From: Martin KaFai Lau <kafai@fb.com>
To: Joanne Koong <joannekoong@fb.com>
Cc: <bpf@vger.kernel.org>, <andrii@kernel.org>, <ast@kernel.org>,
<daniel@iogearbox.net>, <Kernel-team@fb.com>
Subject: Re: [PATCH v6 bpf-next 1/5] bpf: Add bloom filter map implementation
Date: Thu, 28 Oct 2021 14:14:24 -0700 [thread overview]
Message-ID: <20211028211424.m5y4kafaulvgke54@kafai-mbp.dhcp.thefacebook.com> (raw)
In-Reply-To: <20211027234504.30744-2-joannekoong@fb.com>
On Wed, Oct 27, 2021 at 04:45:00PM -0700, Joanne Koong wrote:
> diff --git a/include/linux/bpf.h b/include/linux/bpf.h
> index 31421c74ba08..50105e0b8fcc 100644
> --- a/include/linux/bpf.h
> +++ b/include/linux/bpf.h
> @@ -169,6 +169,7 @@ struct bpf_map {
The earlier context is copied here:
struct bpf_map *inner_map_meta;
#ifdef CONFIG_SECURITY
void *security;
#endif
> u32 value_size;
> u32 max_entries;
> u32 map_flags;
> + u64 map_extra; /* any per-map-type extra fields */
There is a 4 byte hole before the new 'u64 map_extra'. Try to move
it before map_flags
Later in this struct. This existing comment needs to be updated also:
/* 22 bytes hole */
> int spin_lock_off; /* >=0 valid offset, <0 error */
> int timer_off; /* >=0 valid offset, <0 error */
> u32 id;
> diff --git a/include/linux/bpf_types.h b/include/linux/bpf_types.h
> index 9c81724e4b98..c4424ac2fa02 100644
> --- a/include/linux/bpf_types.h
> +++ b/include/linux/bpf_types.h
> @@ -125,6 +125,7 @@ BPF_MAP_TYPE(BPF_MAP_TYPE_STACK, stack_map_ops)
> BPF_MAP_TYPE(BPF_MAP_TYPE_STRUCT_OPS, bpf_struct_ops_map_ops)
> #endif
> BPF_MAP_TYPE(BPF_MAP_TYPE_RINGBUF, ringbuf_map_ops)

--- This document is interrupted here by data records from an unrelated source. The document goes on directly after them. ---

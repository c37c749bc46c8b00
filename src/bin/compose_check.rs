use anyhow::{Context, Result};
use clap::Parser;
use std::path::PathBuf;
use std::process::ExitCode;
use tracing::{error, info, warn};

use store_api::compose::{Severity, ValidationContext};

/// Checks a docker-compose descriptor for wiring mistakes.
#[derive(Parser, Debug)]
#[command(name = "compose-check", version)]
struct Args {
    /// Compose file to check
    #[arg(short, long, default_value = "docker-compose.yml")]
    file: PathBuf,

    /// Directory env files are resolved from (defaults to the file's directory)
    #[arg(long)]
    project_dir: Option<PathBuf>,

    /// Print the report as JSON instead of log lines
    #[arg(long)]
    json: bool,

    #[arg(short, long)]
    verbose: bool,
}

fn main() -> Result<ExitCode> {
    let args = Args::parse();
    store_api::logging::init(args.verbose);

    let project_dir = match &args.project_dir {
        Some(dir) => dir.clone(),
        None => args
            .file
            .parent()
            .map(|p| if p.as_os_str().is_empty() { PathBuf::from(".") } else { p.to_path_buf() })
            .unwrap_or_else(|| PathBuf::from(".")),
    };

    let report = ValidationContext::new(&project_dir)
        .validate_file(&args.file)
        .with_context(|| format!("Failed to check {}", args.file.display()))?;

    if args.json {
        println!("{}", serde_json::to_string_pretty(&report)?);
    } else {
        for finding in &report.findings {
            match finding.severity {
                Severity::Error => error!("{}", finding),
                Severity::Warning => warn!("{}", finding),
            }
        }
        info!(
            errors = report.errors().count(),
            warnings = report.warnings().count(),
            "Checked {}",
            args.file.display()
        );
    }

    Ok(if report.is_ok() { ExitCode::SUCCESS } else { ExitCode::FAILURE })
}
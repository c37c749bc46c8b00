use diesel::prelude::*;
use serde::Serialize;

use crate::db::postgres::schema::categories;

#[derive(Queryable, Selectable, Identifiable, Debug, Clone, PartialEq, Serialize)]
#[diesel(table_name = categories)]
#[diesel(primary_key(id))]
pub struct Category {
    pub id: i32,
    pub name: String,
}

#[derive(Insertable, Debug, Clone)]
#[diesel(table_name = categories)]
pub struct NewCategory {
    pub name: String,
}
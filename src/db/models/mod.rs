// Declare model modules
pub mod category;
pub mod product;
use anyhow::{anyhow, Result};
use diesel::pg::PgConnection;
use diesel_migrations::{embed_migrations, EmbeddedMigrations, MigrationHarness};
use tracing::info;

pub mod schema;

pub const MIGRATIONS: EmbeddedMigrations = embed_migrations!("migrations");

/// Applies any migrations the database has not seen yet.
pub fn run_migrations(conn: &mut PgConnection) -> Result<()> {
    let applied = conn
        .run_pending_migrations(MIGRATIONS)
        .map_err(|e| anyhow!("Failed to run database migrations: {}", e))?;
    for version in &applied {
        info!(%version, "Applied migration");
    }
    Ok(())
}
use async_trait::async_trait;
use axum::{
    extract::FromRequestParts,
    http::{header::AUTHORIZATION, request::Parts},
};
use tracing::warn;

use crate::error::ApiError;
use crate::router::AppState;

/// Proof that the request carried the admin bearer token.
/// Add it as a handler argument to restrict the route to admins.
#[derive(Debug, Clone, Copy)]
pub struct AdminUser;

#[async_trait]
impl FromRequestParts<AppState> for AdminUser {
    type Rejection = ApiError;

    async fn from_request_parts(parts: &mut Parts, state: &AppState) -> Result<Self, Self::Rejection> {
        let header = parts
            .headers
            .get(AUTHORIZATION)
            .and_then(|value| value.to_str().ok())
            .ok_or(ApiError::Unauthorized)?;

        let token = bearer_token(header).ok_or(ApiError::Unauthorized)?;

        if tokens_match(token, &state.config.auth.admin_token) {
            Ok(AdminUser)
        } else {
            warn!(path = %parts.uri.path(), "Rejected request with invalid admin token");
            Err(ApiError::Forbidden)
        }
    }
}

fn bearer_token(header: &str) -> Option<&str> {
    let (scheme, token) = header.split_once(' ')?;
    if !scheme.eq_ignore_ascii_case("bearer") {
        return None;
    }
    let token = token.trim();
    (!token.is_empty()).then_some(token)
}

// Compares every byte so the time taken does not depend on where a mismatch is.
fn tokens_match(given: &str, expected: &str) -> bool {
    let (given, expected) = (given.as_bytes(), expected.as_bytes());
    if given.len() != expected.len() {
        return false;
    }
    given
        .iter()
        .zip(expected)
        .fold(0u8, |acc, (a, b)| acc | (a ^ b))
        == 0
}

> +BPF_MAP_TYPE(BPF_MAP_TYPE_BLOOM_FILTER, bloom_filter_map_ops)
>
> BPF_LINK_TYPE(BPF_LINK_TYPE_RAW_TRACEPOINT, raw_tracepoint)
> BPF_LINK_TYPE(BPF_LINK_TYPE_TRACING, tracing)
> diff --git a/include/uapi/linux/bpf.h b/include/uapi/linux/bpf.h
> index c10820037883..8bead4aa3ad0 100644
> --- a/include/uapi/linux/bpf.h
> +++ b/include/uapi/linux/bpf.h
> @@ -906,6 +906,7 @@ enum bpf_map_type {
> BPF_MAP_TYPE_RINGBUF,
> BPF_MAP_TYPE_INODE_STORAGE,
> BPF_MAP_TYPE_TASK_STORAGE,
> + BPF_MAP_TYPE_BLOOM_FILTER,
> };
>
> /* Note that tracing related programs such as
> @@ -1274,6 +1275,13 @@ union bpf_attr {
> * struct stored as the
> * map value
> */
> + /* Any per-map-type extra fields
> + *
> + * BPF_MAP_TYPE_BLOOM_FILTER - the lowest 4 bits indicate the
> + * number of hash functions (if 0, the bloom filter will default
> + * to using 5 hash functions).
> + */
> + __u64 map_extra;
> };
>
> struct { /* anonymous struct used by BPF_MAP_*_ELEM commands */
> @@ -5638,6 +5646,7 @@ struct bpf_map_info {
> __u32 btf_id;
> __u32 btf_key_type_id;
> __u32 btf_value_type_id;
There is also a 4 byte hole here. A "__u32 :32" is needed.
You can find details in 36f9814a494a ("bpf: fix uapi hole for 32 bit compat applications")
> + __u64 map_extra;
> } __attribute__((aligned(8)));
[ ... ]
> +static int peek_elem(struct bpf_map *map, void *value)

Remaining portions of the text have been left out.